Spacecraft properties
- Spacecraft type: 3U CubeSat
- Manufacturer: Surrey Space Centre
- Launch mass: 3.2 kilograms (7.1 lb)

Start of mission
- Launch date: 23 June 2017, 03:59 UTC
- Rocket: PSLV-C38
- Launch site: Satish Dhawan Space Centre
- Deployment date: 23 June 2017, 04:22 UTC

End of mission
- Decay date: 3 September 2017

Orbital parameters
- Reference system: Geocentric
- Regime: Low Earth
- Perigee altitude: 397 kilometers (247 mi)
- Apogee altitude: 408 kilometers (254 mi)
- Inclination: 97.4408 degrees
- Period: 92.6 minutes
- Epoch: 29 August 2017 03:26:51 UTC

= InflateSail =

Solar sail technology demonstration CubeSat

InflateSail was a 3U CubeSat launched on PSLV C38 on 23 June 2017 into a 505 km polar Sun-synchronous orbit.
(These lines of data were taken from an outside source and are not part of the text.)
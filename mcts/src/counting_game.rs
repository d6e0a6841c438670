use engine::{GameEngine, Outcome, Player};
use model::{GameAnalyzer, GameStateAnalysis};

pub const TARGET: u32 = 10;
pub const ADD_ONE: usize = 0;
pub const ADD_TWO: usize = 1;
pub const PASS: usize = 2;

/// Players take turns adding one or two to a shared count. Whoever reaches `TARGET` wins.
///
/// Both players see the same board, so every state is already canonical. Positions where
/// `(TARGET - count) % 3 == 0` are lost for the player to move.
#[derive(Hash, PartialEq, Eq, Clone, Copy, Debug)]
pub struct CountingGameState {
    pub count: u32,
}

impl CountingGameState {
    pub fn new(count: u32) -> Self {
        Self { count }
    }
}

pub struct CountingGameEngine {}

impl CountingGameEngine {
    pub fn new() -> Self {
        Self {}
    }
}

impl GameEngine for CountingGameEngine {
    type State = CountingGameState;
    type Key = u32;

    fn action_count(&self) -> usize {
        3
    }

    fn initial_state(&self) -> Self::State {
        CountingGameState::new(0)
    }

    fn canonicalize(&self, game_state: &Self::State, _: Player) -> Self::State {
        *game_state
    }

    fn take_action(
        &self,
        game_state: &Self::State,
        action: usize,
        player: Player,
    ) -> (Self::State, Player) {
        let count = match action {
            ADD_ONE => game_state.count + 1,
            ADD_TWO => game_state.count + 2,
            _ => game_state.count,
        };

        (CountingGameState::new(count), player.opponent())
    }

    fn legal_actions(&self, game_state: &Self::State) -> Vec<bool> {
        let over = game_state.count >= TARGET;
        vec![!over, !over, over]
    }

    fn outcome(&self, game_state: &Self::State, _: Player) -> Outcome {
        if game_state.count >= TARGET {
            Outcome::Loss
        } else {
            Outcome::Ongoing
        }
    }

    fn state_key(&self, game_state: &Self::State) -> Self::Key {
        game_state.count
    }
}

/// Maps every state to a single key.
pub struct CollidingGameEngine(pub CountingGameEngine);

impl GameEngine for CollidingGameEngine {
    type State = CountingGameState;
    type Key = u32;

    fn action_count(&self) -> usize {
        self.0.action_count()
    }

    fn initial_state(&self) -> Self::State {
        self.0.initial_state()
    }

    fn canonicalize(&self, game_state: &Self::State, player: Player) -> Self::State {
        self.0.canonicalize(game_state, player)
    }

    fn take_action(
        &self,
        game_state: &Self::State,
        action: usize,
        player: Player,
    ) -> (Self::State, Player) {
        self.0.take_action(game_state, action, player)
    }

    fn legal_actions(&self, game_state: &Self::State) -> Vec<bool> {
        self.0.legal_actions(game_state)
    }

    fn outcome(&self, game_state: &Self::State, player: Player) -> Outcome {
        self.0.outcome(game_state, player)
    }

    fn state_key(&self, _: &Self::State) -> Self::Key {
        0
    }
}

/// Claims the game is never over but offers no moves.
pub struct StuckGameEngine(pub CountingGameEngine);

impl GameEngine for StuckGameEngine {
    type State = CountingGameState;
    type Key = u32;

    fn action_count(&self) -> usize {
        self.0.action_count()
    }

    fn initial_state(&self) -> Self::State {
        self.0.initial_state()
    }

    fn canonicalize(&self, game_state: &Self::State, player: Player) -> Self::State {
        self.0.canonicalize(game_state, player)
    }

    fn take_action(
        &self,
        game_state: &Self::State,
        action: usize,
        player: Player,
    ) -> (Self::State, Player) {
        self.0.take_action(game_state, action, player)
    }

    fn legal_actions(&self, _: &Self::State) -> Vec<bool> {
        vec![false; 3]
    }

    fn outcome(&self, _: &Self::State, _: Player) -> Outcome {
        Outcome::Ongoing
    }

    fn state_key(&self, game_state: &Self::State) -> Self::Key {
        self.0.state_key(game_state)
    }
}

pub struct CountingAnalyzer {
    policy_scores: Vec<f32>,
    value_score: f32,
}

impl CountingAnalyzer {
    pub fn new(policy_scores: Vec<f32>, value_score: f32) -> Self {
        Self {
            policy_scores,
            value_score,
        }
    }

    pub fn uniform() -> Self {
        Self::new(vec![1.0 / 3.0; 3], 0.0)
    }
}

impl GameAnalyzer for CountingAnalyzer {
    type State = CountingGameState;

    fn get_state_analysis(&self, _: &Self::State) -> GameStateAnalysis {
        GameStateAnalysis::new(self.value_score, self.policy_scores.clone())
    }
}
It carried a 1 m inflatable rigidizable mast, and a 10 m2 drag-deorbiting sail. Its primary aim was to demonstrate the effectiveness of drag-based deorbiting from low Earth orbit (LEO). Built by Surrey Space Centre of the University of Surrey, it was one of the Technology Demonstrator CubeSats for the QB50 mission. An identical drag sail payload was planned to be included on the RemoveDEBRIS demonstrator.

== Inflatable mast ==
The inflatable mast was deployed first to distance the sail from the main body of the satellite. The inflatable skin was a 3-ply, 45 μm metal-polymer laminate which used the same strain rigidization process as the Echo 2 balloon. The inflation gas was stored in two cool gas generators (CGGs). The inflation gas was vented almost immediately after the deployment and rigidization process. Fully folded, the inflatable was just over 6 cm in height.

== Sail structure ==
The 10 m2 sail was made up of four quadrants of 12 μm polyethylene naphthalate, supported by four bistable carbon fiber tape-springs. The structure was similar in format to both NanoSail-D2 and LightSail 2. The deployment of the sail was driven by a brushless DC motor.

== Spacecraft ==
InflateSail included an avionics suite to support the deployable sail payload. The spacecraft was powered by a GOMSpace power system and returned attitude data from the Stellenbosch/Surrey Attitude Determination and Control System.

Communications with ground were executed through the TRXVU Transceiver procured from ISIS, using the UHF band to transmit and the VHF to receive.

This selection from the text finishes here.